CHOCOLATE BANANA MUFFINS

1/4 cup all-purpose flour
3/4 cup white whole-wheat flour
2 tsp baking powder
1/2 tsp salt
2 tbsp unsweetened cocoa powder
1/3 cup Splenda granulated*
1 1/2 cup All-Bran cereal
3/4 cup fat-free milk
1 egg
2 tbsp canola oil
1 rounded cup mashed ripe banana
Raw oats for sprinkling

Preheat oven to 400 degrees.
Line 12 muffin cups with paper liners or spray with nonstick cooking spray; set aside.

In a medium mixing bowl, stir together the flours, baking powder, salt, cocoa, and Splenda.

In a large mixing bowl, combine the cereal and milk; let stand 2 minutes or until the cereal softens.  Add the egg and the oil to cereal/milk mixture; beat well and stir in the bananas.
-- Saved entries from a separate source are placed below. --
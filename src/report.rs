//! Typed report model: eleven named section records aggregated into one Report.
//!
//! Every section has its own record type so the wire boundary is checked by
//! serde instead of relying on duck-typed JSON blobs.

use serde::{Deserialize, Serialize};

use crate::error::{IdealensError, Result};

/// The idea under validation. Immutable input, never persisted here.
#[derive(Debug, Clone, PartialEq, Serialize, Deserialize)]
pub struct Idea {
    pub title: String,
    pub description: String,
}

impl Idea {
    pub fn new(title: impl Into<String>, description: impl Into<String>) -> Self {
        Self {
            title: title.into(),
            description: description.into(),
        }
    }
}

#[derive(Debug, Clone, Copy, PartialEq, Eq, Serialize, Deserialize)]
#[serde(rename_all = "lowercase")]
pub enum Priority {
    High,
    Medium,
    Low,
}

#[derive(Debug, Clone, PartialEq, Serialize, Deserialize)]
#[serde(rename_all = "camelCase")]
pub struct ValidationScore {
    pub score: u8,
    pub verdict: String,
    pub strengths: Vec<String>,
    pub risks: Vec<String>,
}

#[derive(Debug, Clone, PartialEq, Serialize, Deserialize)]
#[serde(rename_all = "camelCase")]
pub struct Suggestion {
    pub title: String,
    pub description: String,
    pub priority: Priority,
}

#[derive(Debug, Clone, PartialEq, Serialize, Deserialize)]
#[serde(rename_all = "camelCase")]
pub struct Feature {
    pub title: String,
    pub description: String,
    pub priority: Priority,
}

#[derive(Debug, Clone, PartialEq, Serialize, Deserialize)]
#[serde(rename_all = "camelCase")]
pub struct TechStack {
    pub frontend: Vec<String>,
    pub backend: Vec<String>,
    pub database: Vec<String>,
    pub infrastructure: Vec<String>,
}

#[derive(Debug, Clone, PartialEq, Serialize, Deserialize)]
#[serde(rename_all = "camelCase")]
pub struct PricingTier {
    pub name: String,
    pub price: String,
    pub target: String,
    pub features: Vec<String>,
}

#[derive(Debug, Clone, PartialEq, Serialize, Deserialize)]
#[serde(rename_all = "camelCase")]
pub struct FlowStep {
    pub step: u32,
    pub title: String,
    pub description: String,
}

#[derive(Debug, Clone, PartialEq, Serialize, Deserialize)]
#[serde(rename_all = "camelCase")]
pub struct KanbanCard {
    pub title: String,
    pub description: String,
    pub priority: Priority,
}

#[derive(Debug, Clone, PartialEq, Serialize, Deserialize)]
#[serde(rename_all = "camelCase")]
pub struct MvpKanban {
    pub todo: Vec<KanbanCard>,
    pub in_progress: Vec<KanbanCard>,
    pub done: Vec<KanbanCard>,
}

#[derive(Debug, Clone, PartialEq, Serialize, Deserialize)]
#[serde(rename_all = "camelCase")]
pub struct Competitor {
    pub name: String,
    pub strengths: Vec<String>,
    pub weaknesses: Vec<String>,
}

#[derive(Debug, Clone, PartialEq, Serialize, Deserialize)]
#[serde(rename_all = "camelCase")]
pub struct CompetitiveAnalysis {
    pub competitors: Vec<Competitor>,
    pub differentiation: String,
    pub market_gap: String,
}

#[derive(Debug, Clone, PartialEq, Serialize, Deserialize)]
#[serde(rename_all = "camelCase")]
pub struct YearProjection {
    pub year: u32,
    pub revenue: String,
    pub costs: String,
    pub profit: String,
}

#[derive(Debug, Clone, PartialEq, Serialize, Deserialize)]
#[serde(rename_all = "camelCase")]
pub struct FinancialModel {
    pub assumptions: Vec<String>,
    pub projections: Vec<YearProjection>,
    pub break_even: String,
}

#[derive(Debug, Clone, PartialEq, Serialize, Deserialize)]
#[serde(rename_all = "camelCase")]
pub struct RoadmapPhase {
    pub phase: String,
    pub timeline: String,
    pub milestones: Vec<String>,
}

#[derive(Debug, Clone, PartialEq, Serialize, Deserialize)]
#[serde(rename_all = "camelCase")]
pub struct SimilarIdea {
    pub name: String,
    pub description: String,
    pub takeaway: String,
}

/// The assembled validation report. Once a Report exists, every one of the
/// eleven sections is present; partial reports never escape the assembler.
#[derive(Debug, Clone, PartialEq, Serialize, Deserialize)]
#[serde(rename_all = "camelCase")]
pub struct Report {
    pub idea: Idea,
    pub validation_score: ValidationScore,
    pub improvement_suggestions: Vec<Suggestion>,
    pub core_features: Vec<Feature>,
    pub tech_stack: TechStack,
    pub pricing: Vec<PricingTier>,
    pub user_flow: Vec<FlowStep>,
    pub mvp_kanban: MvpKanban,
    pub competitive_analysis: CompetitiveAnalysis,
    pub financial_modeling: FinancialModel,
    pub launch_roadmap: Vec<RoadmapPhase>,
    pub similar_ideas: Vec<SimilarIdea>,
}

/// Accumulator for section results while the pipeline runs.
///
/// `finish` is the report assembler: all-or-nothing, a missing section is an
/// internal error rather than a hole in the output.
#[derive(Debug, Default)]
pub struct ReportDraft {
    pub validation_score: Option<ValidationScore>,
    pub improvement_suggestions: Option<Vec<Suggestion>>,
    pub core_features: Option<Vec<Feature>>,
    pub tech_stack: Option<TechStack>,
    pub pricing: Option<Vec<PricingTier>>,
    pub user_flow: Option<Vec<FlowStep>>,
    pub mvp_kanban: Option<MvpKanban>,
    pub competitive_analysis: Option<CompetitiveAnalysis>,
    pub financial_modeling: Option<FinancialModel>,
    pub launch_roadmap: Option<Vec<RoadmapPhase>>,
    pub similar_ideas: Option<Vec<SimilarIdea>>,
}

impl ReportDraft {
    pub fn finish(self, idea: Idea) -> Result<Report> {
        let missing = |section: &str| IdealensError::Internal {
            message: format!("report assembly incomplete: missing section '{}'", section),
        };
        Ok(Report {
            idea,
            validation_score: self.validation_score.ok_or_else(|| missing("validationScore"))?,
            improvement_suggestions: self
                .improvement_suggestions
                .ok_or_else(|| missing("improvementSuggestions"))?,
            core_features: self.core_features.ok_or_else(|| missing("coreFeatures"))?,
            tech_stack: self.tech_stack.ok_or_else(|| missing("techStack"))?,
            pricing: self.pricing.ok_or_else(|| missing("pricing"))?,
            user_flow: self.user_flow.ok_or_else(|| missing("userFlow"))?,
            mvp_kanban: self.mvp_kanban.ok_or_else(|| missing("mvpKanban"))?,
            competitive_analysis: self
                .competitive_analysis
                .ok_or_else(|| missing("competitiveAnalysis"))?,
            financial_modeling: self
                .financial_modeling
                .ok_or_else(|| missing("financialModeling"))?,
            launch_roadmap: self.launch_roadmap.ok_or_else(|| missing("launchRoadmap"))?,
            similar_ideas: self.similar_ideas.ok_or_else(|| missing("similarIdeas"))?,
        })
    }
}

/// Progress event emitted on the streaming path. Ephemeral and ordered; the
/// terminal event is either `complete` (carrying the report) or `error`.
#[derive(Debug, Clone, PartialEq, Serialize, Deserialize)]
#[serde(rename_all = "camelCase")]
pub struct ProgressEvent {
    #[serde(rename = "type")]
    pub kind: ProgressKind,
    pub step: String,
    pub percent: u8,
    pub status: StepStatus,
    #[serde(skip_serializing_if = "Option::is_none")]
    pub analysis: Option<Report>,
    #[serde(skip_serializing_if = "Option::is_none")]
    pub error: Option<String>,
}

#[derive(Debug, Clone, Copy, PartialEq, Eq, Serialize, Deserialize)]
#[serde(rename_all = "snake_case")]
pub enum ProgressKind {
    Progress,
    Complete,
    Error,
}

#[derive(Debug, Clone, Copy, PartialEq, Eq, Serialize, Deserialize)]
#[serde(rename_all = "snake_case")]
pub enum StepStatus {
    Starting,
    Processing,
    Complete,
}

impl ProgressEvent {
    pub fn progress(step: impl Into<String>, percent: u8, status: StepStatus) -> Self {
        Self {
            kind: ProgressKind::Progress,
            step: step.into(),
            percent,
            status,
            analysis: None,
            error: None,
        }
    }

    pub fn complete(report: Report) -> Self {
        Self {
            kind: ProgressKind::Complete,
            step: "report".to_string(),
            percent: 100,
            status: StepStatus::Complete,
            analysis: Some(report),
            error: None,
        }
    }

    pub fn error(step: impl Into<String>, percent: u8, message: impl Into<String>) -> Self {
        Self {
            kind: ProgressKind::Error,
            step: step.into(),
            percent,
            status: StepStatus::Processing,
            analysis: None,
            error: Some(message.into()),
        }
    }
}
Add the flour mixture to the wet mixture and stir together only until combined and evenly moist.  Spoon the batter into the prepared muffin cups, sprinkle the raw oats over tops, if using. Bake at 400 degrees for 25 minutes or until lightly browned.

*If your blood sugar is well controlled you might be able to use Splenda Blend or another sugar blend.  However, I suggest you go with the regular Splenda granulated.

Note: I recommend always eating bread items with a protein item.